For the entries that follow, restate word for word the line containing "pub struct DnsCheckAttempt", the line containing "pub fn is_converged(&self)", and every line that lies between them.

───── Data shown ─────

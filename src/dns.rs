// SPDX-License-Identifier: AGPL-3.0-or-later
//! DNS convergence polling
//!
//! Queries go to a fixed external resolver, never the local one, so a stale
//! local cache cannot report convergence early.

use std::sync::{Arc, Mutex};
use std::time::Duration;

use async_trait::async_trait;
use chrono::{DateTime, Utc};
use serde::Serialize;
use tracing::{debug, info, warn};

use crate::error::{ProvisionError, Result};
use crate::process::{self, CommandSpec};
use crate::retry::{retry, Attempt};

/// Looks up the A records of a domain
#[async_trait]
pub trait Resolver: Send + Sync {
    /// Raw answer lines (addresses, possibly CNAME targets)
    async fn resolve(&self, domain: &str) -> Result<Vec<String>>;

    /// Resolver identity for logs and remediation text
    fn server(&self) -> &str;
}

/// Resolver that runs `dig +short @server`
#[derive(Debug, Clone)]
pub struct DigResolver {
    server: String,
    timeout: Duration,
}

impl DigResolver {
    pub fn new(server: impl Into<String>, timeout: Duration) -> Self {
        Self {
            server: server.into(),
            timeout,
        }
    }
}

#[async_trait]
impl Resolver for DigResolver {
    async fn resolve(&self, domain: &str) -> Result<Vec<String>> {
        let spec = CommandSpec::new("dig")
            .arg("+short")
            .arg("+time=3")
            .arg("+tries=1")
            .arg(format!("@{}", self.server))
            .arg(domain)
            .arg("A");
        let output = process::run_checked(&spec, self.timeout).await?;
        Ok(output
            .stdout
            .lines()
            .map(str::to_string)
            .filter(|l| !l.trim().is_empty() && !l.starts_with(';'))
            .collect())
    }

    fn server(&self) -> &str {
        &self.server
    }
}

/// One poll, kept for diagnostics
#[derive(Debug, Clone, Serialize)]
pub struct DnsCheckAttempt {
    pub attempt_number: u32,
    /// Normalized answer, `None` when the query failed or was empty
    pub resolved_address: Option<String>,
    pub expected_address: String,
    pub timestamp: DateTime<Utc>,
}

/// Result of waiting for propagation
#[derive(Debug, Clone, Serialize)]
#[serde(tag = "outcome", rename_all = "kebab-case")]
pub enum DnsOutcome {
    Converged {
        attempts: Vec<DnsCheckAttempt>,
    },
    TimedOut {
        attempts: Vec<DnsCheckAttempt>,
        /// Command the operator can run to check by hand
        remediation: String,
    },
}

impl DnsOutcome {
    pub fn is_converged(&self) -> bool {
        matches!(self, DnsOutcome::Converged { .. })
    }

    pub fn attempts(&self) -> &[DnsCheckAttempt] {
        match self {
            DnsOutcome::Converged { attempts } | DnsOutcome::TimedOut { attempts, .. } => attempts,
        }
    }
}

/// Trim, drop the trailing root dot, lowercase
pub fn normalize(answer: &str) -> String {
    answer.trim().trim_end_matches('.').to_ascii_lowercase()
}

/// Whether an answer set means the domain points at `expected`.
///
/// For an IP target every address record must match (a leftover old record
/// would still split traffic). For a hostname target the CNAME chain must
/// contain it.
pub fn answers_match(answers: &[String], expected: &str) -> bool {
    let expected = normalize(expected);
    let normalized: Vec<String> = answers.iter().map(|a| normalize(a)).collect();

    if expected.parse::<std::net::IpAddr>().is_ok() {
        let addresses: Vec<&String> = normalized
            .iter()
            .filter(|a| a.parse::<std::net::IpAddr>().is_ok())
            .collect();
        !addresses.is_empty() && addresses.iter().all(|a| **a == expected)
    } else {
        normalized.iter().any(|a| *a == expected)
    }
}

/// Polls a resolver until a domain converges
pub struct DnsWaiter {
    resolver: Arc<dyn Resolver>,
}

impl DnsWaiter {
    pub fn new(resolver: Arc<dyn Resolver>) -> Self {
        Self { resolver }
    }

    /// Command line an operator can use to reproduce the check
    pub fn remediation(&self, domain: &str) -> String {
        format!("dig +short @{} {} A", self.resolver.server(), domain)
    }

    /// Query up to `max_attempts` times, `interval` apart
    pub async fn await_propagation(
        &self,
        domain: &str,
        expected_address: &str,
        max_attempts: u32,
        interval: Duration,
    ) -> Result<DnsOutcome> {
        if domain.trim().is_empty() || !crate::store::is_valid_address(domain.trim()) {
            return Err(ProvisionError::validation(format!(
                "'{}' is not a valid domain name",
                domain
            )));
        }

        let log: Mutex<Vec<DnsCheckAttempt>> = Mutex::new(Vec::new());
        let resolver = &self.resolver;
        let log_ref = &log;

        info!(
            domain = %domain,
            expected = %expected_address,
            resolver = %resolver.server(),
            max_attempts = max_attempts,
            "Waiting for DNS convergence"
        );

        let result = retry(max_attempts, interval, |attempt_number| async move {
            let answers = match resolver.resolve(domain).await {
                Ok(answers) => answers,
                Err(e) => {
                    debug!(attempt = attempt_number, error = %e, "DNS query failed");
                    Vec::new()
                }
            };
            let converged = answers_match(&answers, expected_address);
            let record = DnsCheckAttempt {
                attempt_number,
                resolved_address: answers.last().map(|a| normalize(a)),
                expected_address: expected_address.to_string(),
                timestamp: Utc::now(),
            };
            debug!(
                attempt = attempt_number,
                resolved = ?record.resolved_address,
                converged = converged,
                "DNS check"
            );
            if let Ok(mut log) = log_ref.lock() {
                log.push(record);
            }
            if converged {
                Ok(())
            } else {
                Err(Attempt::Retry(()))
            }
        })
        .await;

        let attempts = log.into_inner().unwrap_or_else(|poisoned| poisoned.into_inner());

        match result {
            Ok((_, count)) => {
                info!(domain = %domain, attempts = count, "DNS converged");
                Ok(DnsOutcome::Converged { attempts })
            }
            Err(failure) => {
                warn!(domain = %domain, attempts = failure.attempts, "DNS did not converge");
                Ok(DnsOutcome::TimedOut {
                    attempts,
                    remediation: self.remediation(domain),
                })
            }
        }
    }
}

#[cfg(test)]
mod tests {
    use super::*;
    use std::sync::atomic::{AtomicU32, Ordering};
    use tokio::time::Instant;

    /// Returns a wrong address until `match_from`, then the right one
    struct ScriptedResolver {
        calls: AtomicU32,
        match_from: u32,
    }

    #[async_trait]
    impl Resolver for ScriptedResolver {
        async fn resolve(&self, _domain: &str) -> Result<Vec<String>> {
            let n = self.calls.fetch_add(1, Ordering::SeqCst) + 1;
            if n >= self.match_from {
                Ok(vec!["203.0.113.9\n".to_string()])
            } else {
                Ok(vec!["198.51.100.1".to_string()])
            }
        }

        fn server(&self) -> &str {
            "1.1.1.1"
        }
    }

    fn waiter(match_from: u32) -> (DnsWaiter, Arc<ScriptedResolver>) {
        let resolver = Arc::new(ScriptedResolver {
            calls: AtomicU32::new(0),
            match_from,
        });
        (DnsWaiter::new(resolver.clone()), resolver)
    }

    #[tokio::test(start_paused = true)]
    async fn test_converges_on_third_attempt() {
        let (waiter, resolver) = waiter(3);
        let interval = Duration::from_secs(15);
        let start = Instant::now();

        let outcome = waiter
            .await_propagation("cam.example.org", "203.0.113.9", 10, interval)
            .await
            .unwrap();

        assert!(outcome.is_converged());
        assert_eq!(outcome.attempts().len(), 3);
        assert_eq!(resolver.calls.load(Ordering::SeqCst), 3);
        assert_eq!(start.elapsed(), interval * 2);
        assert_eq!(outcome.attempts()[2].resolved_address.as_deref(), Some("203.0.113.9"));
    }

    #[tokio::test(start_paused = true)]
    async fn test_times_out_with_remediation() {
        let (waiter, _) = waiter(u32::MAX);
        let outcome = waiter
            .await_propagation("cam.example.org", "203.0.113.9", 4, Duration::from_secs(1))
            .await
            .unwrap();

        match outcome {
            DnsOutcome::TimedOut { attempts, remediation } => {
                assert_eq!(attempts.len(), 4);
                assert_eq!(remediation, "dig +short @1.1.1.1 cam.example.org A");
            }
            other => panic!("Expected TimedOut, got {:?}", other),
        }
    }

    #[tokio::test]
    async fn test_rejects_invalid_domain() {
        let (waiter, _) = waiter(1);
        assert!(waiter
            .await_propagation("not a domain", "203.0.113.9", 1, Duration::from_secs(1))
            .await
            .is_err());
    }

    #[test]
    fn test_answers_match() {
        let a = |items: &[&str]| items.iter().map(|s| s.to_string()).collect::<Vec<_>>();
        assert!(answers_match(&a(&[" 203.0.113.9 "]), "203.0.113.9"));
        assert!(answers_match(&a(&["edge.example.org.", "203.0.113.9"]), "203.0.113.9"));
        assert!(!answers_match(&a(&["203.0.113.9", "198.51.100.1"]), "203.0.113.9"));
        assert!(!answers_match(&a(&[]), "203.0.113.9"));
        assert!(answers_match(&a(&["Edge.Example.ORG.", "203.0.113.9"]), "edge.example.org"));
    }
}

─────

Answer below ->
pub struct DnsCheckAttempt {
    pub attempt_number: u32,
    /// Normalized answer, `None` when the query failed or was empty
    pub resolved_address: Option<String>,
    pub expected_address: String,
    pub timestamp: DateTime<Utc>,
}

/// Result of waiting for propagation
#[derive(Debug, Clone, Serialize)]
#[serde(tag = "outcome", rename_all = "kebab-case")]
pub enum DnsOutcome {
    Converged {
        attempts: Vec<DnsCheckAttempt>,
    },
    TimedOut {
        attempts: Vec<DnsCheckAttempt>,
        /// Command the operator can run to check by hand
        remediation: String,
    },
}

impl DnsOutcome {
    pub fn is_converged(&self) -> bool {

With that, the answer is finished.